Other parameters referenced in nextflow.config pertain
to the environment the pipeline is set up in and will vary according to
individual users’ needs. For example, if you would like the pipeline
output to go to a Google Bucket rather than a local directory, you will
need to specify the address of that bucket as the value for
publish_dir. You will also need to make sure that the
environment variable GOOGLE_APPLICATION_CREDENTIALS is set
to the location of a JSON keyfile for that bucket. For more details, the
curatedMetagenomicsNextflow
repo contains a number of example scripts and accompanying profiles used
to run the pipeline on various HPC systems. The pMD data was run using
the script submit_unitn.sh,
with the appropriate credentials filled in. This script is simply a
wrapper for the Nextflow run command:
nextflow run ASAP-MAC/metagenomicsNextflowMAC --metadata_tsv=$metadata_tsv -profile unitn -with-weblog https://nf-telemetry-819875667022.us-central1.run.app/nextflow-telemetry/events
Individual input tables were supplied for each dataset’s run by providing them when submitting the job:
qsub -N job_name -v metadata_tsv=/absolute/path/to/samples.tsv submit_unitn.sh
These tables contain UUIDs mapped to each original sample (discussed further below) and can be found in the parkinsonsManualCuration repository in the uuid_mapping/input_tables/kneaddata_v1 and uuid_mapping/input_tables/kneaddata_v2 directories.
We generated UUIDs for each sample as a redundant de-identification measure, and those UUIDs are what is referenced in the resultant output files even as they are hosted on Hugging Face. This is not a necessary step in analysis reproduction. The UUIDs and their mappings to original sample metadata are available in the parkinsonsManualCuration repository.
Example Pipeline Run
For example: to run the samples in the dataset “QianY_2020.tsv”, we
first download the accession
list from SRA. Then, we assign a UUID to each accession to create an
input
table. This can be done with the uuids.R
script. Then, we setup the pipeline
in our environment of choice. If using the UniTn HPC, unitn_setup.md
has some helpful tips.

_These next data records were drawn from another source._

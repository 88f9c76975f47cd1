// Copyright (c) Handball Connect Team
// SPDX-License-Identifier: Apache-2.0

use async_trait::async_trait;
use diesel::prelude::*;
use diesel_async::RunQueryDsl;

use crate::error::{Error, Result};
use crate::models::{Account, ProfileUpdate};
use crate::repo::DirectoryRepo;
use crate::schema::accounts;

use super::PostgresRepo;

#[async_trait]
impl DirectoryRepo for PostgresRepo {
    async fn insert_account(&self, account: Account) -> Result<()> {
        let mut conn = self.conn().await?;
        diesel::insert_into(accounts::table)
            .values(&account)
            .execute(&mut conn)
            .await
            .map_err(|err| match err {
                diesel::result::Error::DatabaseError(
                    diesel::result::DatabaseErrorKind::UniqueViolation,
                    _,
                ) => Error::Validation("email already registered".into()),
                other => Error::backend(other),
            })?;
        Ok(())
    }

    async fn account_by_id(&self, id: &str) -> Result<Option<Account>> {
        let mut conn = self.conn().await?;
        accounts::table
            .find(id)
            .select(Account::as_select())
            .first(&mut conn)
            .await
            .optional()
            .map_err(Error::backend)
    }

    async fn account_by_email(&self, email: &str) -> Result<Option<Account>> {
        let mut conn = self.conn().await?;
        accounts::table
            .filter(accounts::email.eq(email))
            .select(Account::as_select())
            .first(&mut conn)
            .await
            .optional()
            .map_err(Error::backend)
    }

    async fn list_accounts(&self) -> Result<Vec<Account>> {
        let mut conn = self.conn().await?;
        accounts::table
            .order(accounts::created_at.desc())
            .select(Account::as_select())
            .load(&mut conn)
            .await
            .map_err(Error::backend)
    }

    async fn update_profile(&self, id: &str, update: ProfileUpdate) -> Result<()> {
        let mut conn = self.conn().await?;
        let updated = diesel::update(accounts::table.find(id))
            .set(&update)
            .execute(&mut conn)
            .await
            .map_err(Error::backend)?;
        if updated == 0 {
            return Err(Error::NotFound("account", id.to_string()));
        }
        Ok(())
    }

    async fn set_profile_image(&self, id: &str, reference: Option<String>) -> Result<()> {
        let mut conn = self.conn().await?;
        let updated = diesel::update(accounts::table.find(id))
            .set(accounts::profile_image.eq(reference))
            .execute(&mut conn)
            .await
            .map_err(Error::backend)?;
        if updated == 0 {
            return Err(Error::NotFound("account", id.to_string()));
        }
        Ok(())
    }

    async fn set_password_hash(&self, id: &str, hash: String) -> Result<()> {
        let mut conn = self.conn().await?;
        let updated = diesel::update(accounts::table.find(id))
            .set(accounts::password_hash.eq(hash))
            .execute(&mut conn)
            .await
            .map_err(Error::backend)?;
        if updated == 0 {
            return Err(Error::NotFound("account", id.to_string()));
        }
        Ok(())
    }

    async fn set_admin(&self, id: &str, value: bool) -> Result<()> {
        let mut conn = self.conn().await?;
        let updated = diesel::update(accounts::table.find(id))
            .set(accounts::is_admin.eq(value))
            .execute(&mut conn)
            .await
            .map_err(Error::backend)?;
        if updated == 0 {
            return Err(Error::NotFound("account", id.to_string()));
        }
        Ok(())
    }

    async fn set_disabled(&self, id: &str, value: bool) -> Result<()> {
        let mut conn = self.conn().await?;
        let updated = diesel::update(accounts::table.find(id))
            .set(accounts::is_disabled.eq(value))
            .execute(&mut conn)
            .await
            .map_err(Error::backend)?;
        if updated == 0 {
            return Err(Error::NotFound("account", id.to_string()));
        }
        Ok(())
    }
}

We configure the pipeline according to the
guidelines above, and finally run the script submit_unitn.sh
with the following command:
# assuming we are working in /home/user/workdir/
qsub -N job_name -v metadata_tsv=/home/user/workdir/QianY_2020.tsv submit_unitn.sh
The pipeline will now run, and all output files will be deposited to
the location that is specified for publish_dir in nextflow.config.
Pipeline Output Transformation
Once the pipeline has been run on each dataset and the output files have been produced and stored in a Google Cloud Bucket, they are transformed into parquet format. This is done so that the individual files from each sample can be combined into a single file for each type of output, and so that the resulting single file can be filtered in an efficient manner. The process and scripts associated can be found in the parquet_generation repo. Here is a summarized list of the various transformations performed:
- standardization of column names
- conversion of extra header information into a tabular format
- splitting of full taxonomic string into individual levels
- sorting data by specific relevant columns to ease filtering
After these transformations have been applied, the resulting parquet files are published in the metagenomics_mac and metagenomics_mac_examples repositories on Hugging Face. These files are then directly accessed by parkinsonsMetagenomicsData through DuckDB’s Hugging Face-specific protocol.
Metadata Curation
As an accompanying step to the uniform sequence processing, sample
metadata is manually curated to a brief, but uniform, schema. This
process is documented in the parkinsonsManualCuration
repository. Original metadata is preserved and indicated with the
uncurated_ prefix, and is automatically attached to data as
it is accessed from Hugging Face. Metadata for each dataset is curated
in a dedicated script and output to an individual CSV. All CSVs are then
combined into a single table and saved as
sampleMetadata.rda, which is then transported to the data
file of the same name here in parkinsonsMetagenomicData.